Fast-forward to today: I still do that. I still like the Win95 UI paradigm, so I run Mint / Cinnamon. But most of what I do with it is open a Gnome terminal, blow it up and start tmux - like screen but better.
And, ya know, for almost 3 decades, whether it’s Mint or anything else I used, that’s pretty much what I’ve been doing: running screen in a terminal in a Win95-like GUI. And it works fine for me.
I recently ordered a laptop that comes with Debian / Wayland and the Sway window manager installed by default. I learned a long time ago that it’s often better to go with whatever is installed by default than try to reinstall everything and fight a system that wasn’t designed for it.
The laptop will take a few weeks to get here. So to prepare for when it lands on my porch, I decided to get into Sway on my current machine, to get used to it. I figured even if I don’t like it, at least that way I’ll be comfortable with it, and I’ll know whether it’s acceptable as it is or whether I should spend the time installing something more Win95-like.
But my current machine doesn’t run Wayland, just plain Xorg. 2 minutes of searching revealed that Sway is in fact i3wm for Wayland.
Great! I promptly installed i3 on my Linux Mint box, switch to it, fucked around with the config file for a few hours and… I love it! That’s pretty much exactly what I do with Cinnamon anyway but quicker!
And just like that, I switch to i3. I felt right at home with it from the get-go. The whole Win95-like UI was just a familiarity: in fact, what I’ve always wanted was a tiling window manager.
And yes, I did spend a few hours - almost half a day really - configuring the thing exactly how I like. But if I’m honest, I probably spent just as much time with Cinnamon way back when I switched to that too. So it’s no different really.
So the takeaway here is: even if you have decades-old die-hard habits and you don’t want to change, you should expose yourself to change every once in a while: you might just get surprised 🙂
I wished tiling windows would work like snapping of floating windows, but more powerful. For example instead of snapping only to the edge of the screen, I would for example hold alt while dragging a window and would get a preview of where the window would snap to depending on where I’m hovering. And that it would resize the other windows accordingly.
Having to remember or customize a billion keyboard shortcuts for switching between windows and rearranging the grid, makes tiling window managers DOA for me. I don’t have the time/energy to set it up or practice the shortcuts.
Sway sort of does that. It does not resize live, but uses a transparent overlay to show where the window will be. You can do all of the moving and resizing with the mouse this way.
You know, I used to think like that when I first learned Unix shell commands and vi. I shlepped through the learning process because I had to when I was a student.
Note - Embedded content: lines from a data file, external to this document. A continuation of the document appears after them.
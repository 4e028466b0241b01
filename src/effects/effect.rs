//! Effects: lazy, cancellable streams of follow-up actions.

use crate::effects::cancellation::{CancelId, CancellationRegistry};
use crate::effects::disposable::Disposable;
use crate::effects::error::EffectError;
use crate::effects::observable::{Event, Observable, Subscriber};
use crate::effects::scheduler::Scheduler;
use parking_lot::Mutex;
use std::fmt::{self, Display};
use std::panic::{catch_unwind, AssertUnwindSafe};
use std::sync::Arc;
use std::time::Duration;

/// A unit of asynchronous work whose results are actions fed back into a
/// store.
///
/// Effects are lazy: nothing runs until the store subscribes, and every
/// subscription runs the work again.
///
/// # Example
///
/// ```
/// use tka::effects::Effect;
///
/// #[derive(Debug, Clone, PartialEq)]
/// enum Action {
///     Loaded(u32),
/// }
///
/// let load = Effect::future(|| Ok::<_, String>(42)).map(Action::Loaded);
/// assert_eq!(load.into_observable().first_immediate(), Some(Action::Loaded(42)));
/// ```
pub struct Effect<A> {
    observable: Observable<A>,
}

impl<A> Clone for Effect<A> {
    fn clone(&self) -> Self {
        Self {
            observable: self.observable.clone(),
        }
    }
}

impl<A> fmt::Debug for Effect<A> {
    fn fmt(&self, f: &mut fmt::Formatter<'_>) -> fmt::Result {
        f.write_str("Effect")
    }
}

impl<A: Send + 'static> Effect<A> {
    /// An effect that does nothing and completes immediately.
    pub fn none() -> Self {
        Observable::empty().into()
    }

    /// An effect that fails immediately with `error`.
    pub fn error(error: EffectError) -> Self {
        Observable::fail(error).into()
    }

    /// Run `work` on subscription and emit its result.
    ///
    /// An `Err` or a panic inside `work` becomes an effect error; it never
    /// reaches the store's caller.
    pub fn future<F, E>(work: F) -> Self
    where
        F: Fn() -> Result<A, E> + Send + Sync + 'static,
        E: Display,
    {
        Observable::create(move |subscriber| {
            match catch_unwind(AssertUnwindSafe(&work)) {
                Ok(Ok(action)) => {
                    subscriber.next(action);
                    subscriber.complete();
                }
                Ok(Err(error)) => subscriber.error(EffectError::failed(error)),
                Err(payload) => subscriber.error(EffectError::from_panic(payload)),
            }
            Disposable::empty()
        })
        .into()
    }

    /// Run `work` for its side effect only, then complete.
    pub fn fire_and_forget<F>(work: F) -> Self
    where
        F: Fn() + Send + Sync + 'static,
    {
        Observable::create(move |subscriber| {
            match catch_unwind(AssertUnwindSafe(&work)) {
                Ok(()) => subscriber.complete(),
                Err(payload) => subscriber.error(EffectError::from_panic(payload)),
            }
            Disposable::empty()
        })
        .into()
    }

    /// Run every effect concurrently.
    pub fn merge<I>(effects: I) -> Self
    where
        I: IntoIterator<Item = Effect<A>>,
    {
        Observable::merge(effects.into_iter().map(Effect::into_observable).collect()).into()
    }

    pub fn merge_with(self, other: Effect<A>) -> Self {
        Self::merge([self, other])
    }

    /// Run the effects one after another, each starting once the previous one
    /// completed.
    pub fn concatenate<I>(effects: I) -> Self
    where
        I: IntoIterator<Item = Effect<A>>,
    {
        Observable::concat(effects.into_iter().map(Effect::into_observable).collect()).into()
    }

    pub fn map<B, F>(self, f: F) -> Effect<B>
    where
        B: Send + 'static,
        F: Fn(A) -> B + Send + Sync + 'static,
    {
        self.observable.map(f).into()
    }

    pub fn delay(self, delay: Duration, scheduler: impl Scheduler + 'static) -> Self {
        self.observable.delay(delay, Arc::new(scheduler)).into()
    }

    /// Postpone the start of the work itself by `delay`.
    pub fn deferred(self, delay: Duration, scheduler: impl Scheduler + 'static) -> Self {
        self.observable
            .delay_subscription(delay, Arc::new(scheduler))
            .into()
    }

    /// Deliver emitted actions through `scheduler`, typically the thread the
    /// store lives on.
    pub fn receive_on(self, scheduler: impl Scheduler + 'static) -> Self {
        self.observable.receive_on(Arc::new(scheduler)).into()
    }

    /// Start the work on `scheduler`.
    pub fn subscribe_on(self, scheduler: impl Scheduler + 'static) -> Self {
        self.observable.subscribe_on(Arc::new(scheduler)).into()
    }

    /// An effect that cancels every running effect registered under `id`.
    pub fn cancel(registry: &CancellationRegistry, id: impl Into<CancelId>) -> Self {
        let registry = registry.clone();
        let id = id.into();
        Self::fire_and_forget(move || registry.cancel(&id))
    }

    pub fn cancel_all<I>(registry: &CancellationRegistry, ids: I) -> Self
    where
        I: IntoIterator,
        I::Item: Into<CancelId>,
    {
        let registry = registry.clone();
        let ids: Vec<CancelId> = ids.into_iter().map(Into::into).collect();
        Self::fire_and_forget(move || {
            for id in &ids {
                registry.cancel(id);
            }
        })
    }

    /// Make this effect cancellable through `registry` under `id`.
    ///
    /// With `cancel_in_flight`, effects already running under `id` are
    /// cancelled before this one starts. A cancelled effect completes; it
    /// never errors. Actions the work emits before the store has finished
    /// subscribing are held back and replayed in order.
    pub fn cancellable(
        self,
        registry: &CancellationRegistry,
        id: impl Into<CancelId>,
        cancel_in_flight: bool,
    ) -> Self {
        let id = id.into();
        let cancellable = Self::from(relay(self.observable, registry.clone(), id.clone()));
        if cancel_in_flight {
            Self::concatenate([Self::cancel(registry, id), cancellable])
        } else {
            cancellable
        }
    }

    pub fn into_observable(self) -> Observable<A> {
        self.observable
    }

    pub fn as_observable(&self) -> &Observable<A> {
        &self.observable
    }
}

impl<A: Clone + Send + Sync + 'static> Effect<A> {
    /// Emit `action` and complete.
    pub fn just(action: A) -> Self {
        Observable::just(action).into()
    }
}

impl Effect<u64> {
    /// Emit a tick count every `period` until cancelled.
    pub fn interval(period: Duration, scheduler: impl Scheduler + 'static) -> Self {
        Observable::interval(period, Arc::new(scheduler)).into()
    }
}

impl<A> From<Observable<A>> for Effect<A> {
    fn from(observable: Observable<A>) -> Self {
        Self { observable }
    }
}

enum Relay<A> {
    Buffering(Vec<Event<A>>),
    Live {
        downstream: Subscriber<A>,
        cancel: Disposable,
    },
}

fn relay<A: Send + 'static>(
    source: Observable<A>,
    registry: CancellationRegistry,
    id: CancelId,
) -> Observable<A> {
    Observable::create(move |downstream: Subscriber<A>| {
        let state = Arc::new(Mutex::new(Relay::Buffering(Vec::new())));
        let sink = Arc::clone(&state);
        let upstream = source.subscribe(move |event| {
            let (live, cancel) = {
                let mut state = sink.lock();
                match &mut *state {
                    Relay::Buffering(buffer) => {
                        buffer.push(event);
                        return;
                    }
                    Relay::Live { downstream, cancel } => (downstream.clone(), cancel.clone()),
                }
            };
            deliver(&live, &cancel, event);
        });

        let token = registry.next_token();
        let cancel = {
            let downstream = downstream.clone();
            let registry = registry.clone();
            let id = id.clone();
            Disposable::new(move || {
                downstream.complete();
                upstream.dispose();
                registry.remove(&id, token);
            })
        };
        registry.insert(id.clone(), token, cancel.clone());

        // Replay in batches; events arriving meanwhile keep buffering until
        // the buffer is observed empty.
        loop {
            let batch = {
                let mut state = state.lock();
                match &mut *state {
                    Relay::Buffering(buffer) if buffer.is_empty() => {
                        *state = Relay::Live {
                            downstream: downstream.clone(),
                            cancel: cancel.clone(),
                        };
                        break;
                    }
                    Relay::Buffering(buffer) => std::mem::take(buffer),
                    Relay::Live { .. } => break,
                }
            };
            for event in batch {
                deliver(&downstream, &cancel, event);
            }
        }

        cancel
    })
}

fn deliver<A>(downstream: &Subscriber<A>, cancel: &Disposable, event: Event<A>) {
    let terminal = event.is_terminal();
    downstream.on(event);
    if terminal {
        cancel.dispose();
    }
}

#[cfg(test)]
mod tests {
    use super::*;
    use crate::effects::scheduler::TestScheduler;

    fn record<A: Send + 'static>(effect: &Effect<A>) -> (Arc<Mutex<Vec<Event<A>>>>, Disposable) {
        let events = Arc::new(Mutex::new(Vec::new()));
        let sink = Arc::clone(&events);
        let subscription = effect
            .as_observable()
            .subscribe(move |event| sink.lock().push(event));
        (events, subscription)
    }

    #[test]
    fn none_completes_without_actions() {
        let (events, _) = record(&Effect::<i32>::none());
        assert_eq!(*events.lock(), vec![Event::Completed]);
    }

    #[test]
    fn future_error_becomes_effect_error() {
        let effect = Effect::<i32>::future(|| Err("offline"));

        let (events, _) = record(&effect);

        assert_eq!(
            *events.lock(),
            vec![Event::Error(EffectError::Failed("offline".into()))]
        );
    }

    #[test]
    fn future_panic_is_caught() {
        let effect = Effect::<i32>::future(|| -> Result<i32, String> { panic!("bad input") });

        let (events, _) = record(&effect);

        assert_eq!(
            *events.lock(),
            vec![Event::Error(EffectError::Panicked("bad input".into()))]
        );
    }

    #[test]
    fn fire_and_forget_runs_work_per_subscription() {
        let runs = Arc::new(Mutex::new(0));
        let counter = Arc::clone(&runs);
        let effect = Effect::<i32>::fire_and_forget(move || *counter.lock() += 1);

        record(&effect);
        let (events, _) = record(&effect);

        assert_eq!(*runs.lock(), 2);
        assert_eq!(*events.lock(), vec![Event::Completed]);
    }

    #[test]
    fn concatenate_keeps_order() {
        let scheduler = TestScheduler::new();
        let effect = Effect::concatenate([
            Effect::just(1).delay(Duration::from_secs(1), scheduler.clone()),
            Effect::just(2),
        ]);

        let (events, _) = record(&effect);
        scheduler.advance_by(Duration::from_secs(1));

        assert_eq!(
            *events.lock(),
            vec![Event::Next(1), Event::Next(2), Event::Completed]
        );
    }

    #[test]
    fn cancellable_replays_synchronous_values() {
        let registry = CancellationRegistry::new();
        let effect = Effect::concatenate([Effect::just(1), Effect::just(2)]).cancellable(
            &registry,
            "sync",
            false,
        );

        let (events, _) = record(&effect);

        assert_eq!(
            *events.lock(),
            vec![Event::Next(1), Event::Next(2), Event::Completed]
        );
        assert!(registry.is_empty());
    }

    #[test]
    fn cancel_completes_running_effect() {
        let scheduler = TestScheduler::new();
        let registry = CancellationRegistry::new();
        let effect = Effect::just(1)
            .delay(Duration::from_secs(1), scheduler.clone())
            .cancellable(&registry, "timer", false);

        let (events, _) = record(&effect);
        assert!(registry.contains(&CancelId::from("timer")));

        record(&Effect::<i32>::cancel(&registry, "timer"));
        scheduler.advance_by(Duration::from_secs(1));

        assert_eq!(*events.lock(), vec![Event::Completed]);
        assert!(registry.is_empty());
        assert_eq!(scheduler.pending(), 0);
    }

    #[test]
    fn cancel_in_flight_replaces_previous_run() {
        let scheduler = TestScheduler::new();
        let registry = CancellationRegistry::new();
        let make = |value: i32| {
            Effect::just(value)
                .delay(Duration::from_secs(1), scheduler.clone())
                .cancellable(&registry, "search", true)
        };

        let (first, _) = record(&make(1));
        let (second, _) = record(&make(2));
        scheduler.advance_by(Duration::from_secs(1));

        assert_eq!(*first.lock(), vec![Event::Completed]);
        assert_eq!(*second.lock(), vec![Event::Next(2), Event::Completed]);
        assert!(registry.is_empty());
    }

    #[test]
    fn disposing_downstream_unregisters() {
        let registry = CancellationRegistry::new();
        let effect = Effect::<i32>::from(Observable::never()).cancellable(&registry, 9_u64, false);

        let (_, subscription) = record(&effect);
        assert_eq!(registry.running(&CancelId::from(9_u64)), 1);

        subscription.dispose();
        assert!(registry.is_empty());
    }

    #[test]
    fn cancel_unknown_id_is_noop() {
        let registry = CancellationRegistry::new();
        let (events, _) = record(&Effect::<i32>::cancel_all(&registry, ["a", "b"]));
        assert_eq!(*events.lock(), vec![Event::Completed]);
    }
}
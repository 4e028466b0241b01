//! A deterministic harness that asserts every state change and effect.

use crate::core::{Reduced, Reducer};
use crate::store::{Store, StoreConfig};
use crate::testing::diff::debug_diff;
use crate::testing::failure::{StepLabel, TestStoreFailure};
use crate::testing::step::{Step, StepKind};
use parking_lot::Mutex;
use std::collections::VecDeque;
use std::fmt::{self, Debug};
use std::sync::atomic::{AtomicBool, Ordering};
use std::sync::Arc;
use std::thread;
use stillwater::validation::Validation;
use stillwater::NonEmptyVec;

/// Where an action came from: the test, or an effect.
#[derive(Debug, Clone, PartialEq)]
enum TestAction<A> {
    Send(A),
    Receive(A),
}

struct Ledger<S, A> {
    /// State after the last asserted step.
    snapshot: S,
    /// Effect output not yet asserted, with the state it produced.
    received: VecDeque<(A, S)>,
}

type Exhaustiveness = Box<dyn Fn() -> Validation<(), NonEmptyVec<TestStoreFailure>> + Send + Sync>;

struct Harness<S, A, E> {
    store: Store<S, TestAction<A>>,
    environment: Arc<Mutex<Arc<E>>>,
    ledger: Arc<Mutex<Ledger<S, A>>>,
    checked: AtomicBool,
    exhaustiveness: Exhaustiveness,
}

impl<S, A, E> Drop for Harness<S, A, E> {
    fn drop(&mut self) {
        if thread::panicking() || self.checked.load(Ordering::Acquire) {
            return;
        }
        if let Validation::Failure(failures) = (self.exhaustiveness)() {
            panic!("TestStore dropped with unfinished work:\n{}", render(&failures));
        }
    }
}

fn render(failures: &NonEmptyVec<TestStoreFailure>) -> String {
    failures
        .iter()
        .map(ToString::to_string)
        .collect::<Vec<_>>()
        .join("\n\n")
}

/// Runs a reducer like a [`Store`] does, but makes the test account for
/// everything that happens.
///
/// * Every `send` states how the state is expected to change.
/// * Every action an effect feeds back must be claimed with `receive`, in
///   order, before the next `send`.
/// * By the end every effect must have finished or been cancelled.
///
/// The last check runs in [`completed`](Self::completed), and again when the
/// last handle to the test store is dropped unless `completed` or
/// `try_completed` already ran.
///
/// Effect output is reduced as soon as it is emitted, exactly as the real
/// store would; `receive` then checks the recorded action and the state it
/// produced.
///
/// # Example
///
/// ```rust
/// use std::time::Duration;
/// use tka::core::{Reduced, Reducer};
/// use tka::effects::{Effect, TestScheduler};
/// use tka::testing::TestStore;
///
/// #[derive(Clone, Debug, PartialEq)]
/// enum Action {
///     Decrement,
///     Increment,
/// }
///
/// let reducer = Reducer::new(|count: i32, action, scheduler: &TestScheduler| match action {
///     Action::Decrement => Reduced::new(
///         count - 1,
///         Effect::just(Action::Increment).delay(Duration::from_secs(1), scheduler.clone()),
///     ),
///     Action::Increment => Reduced::none(count + 1),
/// });
///
/// let scheduler = TestScheduler::new();
/// let test = TestStore::new(0, reducer, scheduler.clone());
///
/// test.send(Action::Decrement, |count| *count = -1);
/// scheduler.advance_by(Duration::from_secs(1));
/// test.receive(Action::Increment, |count| *count = 0);
/// test.completed();
/// ```
pub struct TestStore<S, A, E, LS = S, LA = A> {
    harness: Arc<Harness<S, A, E>>,
    to_local: Arc<dyn Fn(&S) -> LS + Send + Sync>,
    from_local: Arc<dyn Fn(LA) -> A + Send + Sync>,
}

impl<S, A, E> TestStore<S, A, E>
where
    S: Clone + PartialEq + Debug + Send + Sync + 'static,
    A: Clone + PartialEq + Debug + Send + 'static,
    E: Clone + Send + Sync + 'static,
{
    pub fn new(initial: S, reducer: Reducer<S, A, E>, environment: E) -> Self {
        let environment = Arc::new(Mutex::new(Arc::new(environment)));
        let ledger = Arc::new(Mutex::new(Ledger {
            snapshot: initial.clone(),
            received: VecDeque::new(),
        }));

        let reduce_env = Arc::clone(&environment);
        let reduce_ledger = Arc::clone(&ledger);
        let store = Store::from_fn(
            initial,
            StoreConfig::default().with_label("test_store"),
            true,
            move |state: S, action: TestAction<A>| {
                let environment = Arc::clone(&*reduce_env.lock());
                let (action, received) = match action {
                    TestAction::Send(action) => (action, None),
                    TestAction::Receive(action) => {
                        let recorded = action.clone();
                        (action, Some(recorded))
                    }
                };
                let (state, effect) = reducer.reduce(state, action, &environment).into_parts();
                {
                    let mut ledger = reduce_ledger.lock();
                    match received {
                        Some(action) => ledger.received.push_back((action, state.clone())),
                        None => ledger.snapshot = state.clone(),
                    }
                }
                Reduced::new(state, effect.map(TestAction::Receive))
            },
        );

        let check_store = store.clone();
        let check_ledger = Arc::clone(&ledger);
        let exhaustiveness: Exhaustiveness = Box::new(move || {
            let (count, actions) = {
                let ledger = check_ledger.lock();
                (ledger.received.len(), describe_received(&ledger.received))
            };
            let checks = vec![
                if count == 0 {
                    Validation::success(())
                } else {
                    Validation::fail(TestStoreFailure::UnhandledActions { count, actions })
                },
                match check_store.active_effects() {
                    0 => Validation::success(()),
                    count => Validation::fail(TestStoreFailure::EffectsStillRunning { count }),
                },
            ];
            Validation::all_vec(checks).map(|_| ())
        });

        Self {
            harness: Arc::new(Harness {
                store,
                environment,
                ledger,
                checked: AtomicBool::new(false),
                exhaustiveness,
            }),
            to_local: Arc::new(S::clone),
            from_local: Arc::new(|action: A| action),
        }
    }
}

fn describe_received<A: Debug, S>(received: &VecDeque<(A, S)>) -> String {
    let actions: Vec<&A> = received.iter().map(|(action, _)| action).collect();
    format!("{actions:?}")
}

impl<S, A, E, LS, LA> TestStore<S, A, E, LS, LA>
where
    S: Clone + PartialEq + Debug + Send + Sync + 'static,
    A: Clone + PartialEq + Debug + Send + 'static,
    E: Clone + Send + Sync + 'static,
    LS: PartialEq + Debug + 'static,
    LA: 'static,
{
    /// Send `action` and check that the state changed exactly as `update`
    /// describes, starting from the state after the previous step.
    pub fn try_send(&self, action: LA, update: impl FnOnce(&mut LS)) -> Result<(), TestStoreFailure> {
        self.send_at(StepLabel(None), action, update)
    }

    /// [`try_send`](Self::try_send), panicking on failure.
    #[track_caller]
    pub fn send(&self, action: LA, update: impl FnOnce(&mut LS)) {
        if let Err(failure) = self.try_send(action, update) {
            panic!("{failure}");
        }
    }

    /// Claim the oldest action fed back by an effect and check the state it
    /// produced.
    pub fn try_receive(&self, expected: A, update: impl FnOnce(&mut LS)) -> Result<(), TestStoreFailure> {
        self.receive_at(StepLabel(None), expected, update)
    }

    /// [`try_receive`](Self::try_receive), panicking on failure.
    #[track_caller]
    pub fn receive(&self, expected: A, update: impl FnOnce(&mut LS)) {
        if let Err(failure) = self.try_receive(expected, update) {
            panic!("{failure}");
        }
    }

    /// Check that no received action is left unclaimed and no effect is
    /// still running. Every violation is reported, not just the first.
    pub fn try_completed(&self) -> Validation<(), NonEmptyVec<TestStoreFailure>> {
        self.harness.checked.store(true, Ordering::Release);
        (self.harness.exhaustiveness)()
    }

    /// [`try_completed`](Self::try_completed), panicking with every failure.
    #[track_caller]
    pub fn completed(&self) {
        if let Validation::Failure(failures) = self.try_completed() {
            panic!("{}", render(&failures));
        }
    }

    /// Change the environment seen by later reductions.
    ///
    /// `work` runs on a copy, so effects it triggers still see the previous
    /// environment.
    pub fn environment(&self, work: impl FnOnce(&mut E)) {
        let mut next: E = (**self.harness.environment.lock()).clone();
        work(&mut next);
        *self.harness.environment.lock() = Arc::new(next);
        self.harness.checked.store(false, Ordering::Release);
    }

    /// The environment reductions currently see.
    pub fn env(&self) -> Arc<E> {
        Arc::clone(&*self.harness.environment.lock())
    }

    /// Run work between assertions, such as advancing a scheduler.
    pub fn do_work(&self, work: impl FnOnce()) {
        work();
        self.harness.checked.store(false, Ordering::Release);
    }

    /// The local state after the last asserted step.
    pub fn state(&self) -> LS {
        (self.to_local)(&self.harness.ledger.lock().snapshot)
    }

    /// A view of this test store over a smaller domain.
    ///
    /// Both handles drive the same store; assertions made through either one
    /// count for both.
    pub fn scope<LS2, LA2, ToLocal, FromLocal>(
        &self,
        to_local: ToLocal,
        from_local: FromLocal,
    ) -> TestStore<S, A, E, LS2, LA2>
    where
        ToLocal: Fn(&LS) -> LS2 + Send + Sync + 'static,
        FromLocal: Fn(LA2) -> LA + Send + Sync + 'static,
    {
        let outer_to = Arc::clone(&self.to_local);
        let outer_from = Arc::clone(&self.from_local);
        TestStore {
            harness: Arc::clone(&self.harness),
            to_local: Arc::new(move |state: &S| to_local(&outer_to(state))),
            from_local: Arc::new(move |action: LA2| outer_from(from_local(action))),
        }
    }

    /// Run `steps` in order and finish with [`try_completed`](Self::try_completed).
    ///
    /// Stops at the first failing step.
    pub fn try_assert_steps<I>(&self, steps: I) -> Validation<(), NonEmptyVec<TestStoreFailure>>
    where
        I: IntoIterator<Item = Step<A, E, LS, LA>>,
    {
        for (index, step) in steps.into_iter().enumerate() {
            let label = StepLabel(Some(index + 1));
            let outcome = match step.kind {
                StepKind::Send { action, update } => self.send_at(label, action, update),
                StepKind::Receive { action, update } => self.receive_at(label, action, update),
                StepKind::Environment(work) => {
                    self.environment(work);
                    Ok(())
                }
                StepKind::Do(work) => {
                    self.do_work(work);
                    Ok(())
                }
            };
            if let Err(failure) = outcome {
                self.harness.checked.store(true, Ordering::Release);
                return Validation::fail(failure);
            }
        }
        self.try_completed()
    }

    /// [`try_assert_steps`](Self::try_assert_steps), panicking on failure.
    #[track_caller]
    pub fn assert_steps<I>(&self, steps: I)
    where
        I: IntoIterator<Item = Step<A, E, LS, LA>>,
    {
        if let Validation::Failure(failures) = self.try_assert_steps(steps) {
            panic!("{}", render(&failures));
        }
    }

    fn send_at(&self, step: StepLabel, action: LA, update: impl FnOnce(&mut LS)) -> Result<(), TestStoreFailure> {
        self.harness.checked.store(false, Ordering::Release);
        {
            let ledger = self.harness.ledger.lock();
            if !ledger.received.is_empty() {
                return Err(TestStoreFailure::UnhandledBeforeSend {
                    step,
                    count: ledger.received.len(),
                    actions: describe_received(&ledger.received),
                });
            }
        }

        let mut expected = self.state();
        update(&mut expected);
        self.harness.store.send(TestAction::Send((self.from_local)(action)));
        let actual = self.state();
        check_state(step, &expected, &actual)
    }

    fn receive_at(&self, step: StepLabel, expected_action: A, update: impl FnOnce(&mut LS)) -> Result<(), TestStoreFailure> {
        self.harness.checked.store(false, Ordering::Release);
        let next = self.harness.ledger.lock().received.pop_front();
        let Some((action, state)) = next else {
            return Err(TestStoreFailure::NothingReceived {
                step,
                expected: format!("{expected_action:?}"),
            });
        };
        if action != expected_action {
            return Err(TestStoreFailure::UnexpectedAction {
                step,
                expected: format!("{expected_action:?}"),
                actual: format!("{action:?}"),
            });
        }

        let mut expected = self.state();
        update(&mut expected);
        let actual = (self.to_local)(&state);
        self.harness.ledger.lock().snapshot = state;
        check_state(step, &expected, &actual)
    }
}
Then after graduation, I joined a Unix company so I was dragged deeper into it screaming and kicking, and I kept picking up more and more commands and shortcuts until they etched themselves deep into my muscle memory. At some point, it all stopped being a chore and it became second nature.
And it went like that for many other software I’ve used. Decades later, I get the payoff: I’m a fast engineer and the friction between what I want to do and the final result is very low despite working 90% of the time with the keyboard.
It was a pain to get there and it took a mighty long time, I’ll be honest. but I reap the benefits now.
If I were you, I’d make the effort for that sort of thing. A couple of months tops: if you don’t like it, you’ll have wasted 2 months of your life. If you do, you’ll have gained skills that will pay for your efforts for the rest of your life many times over.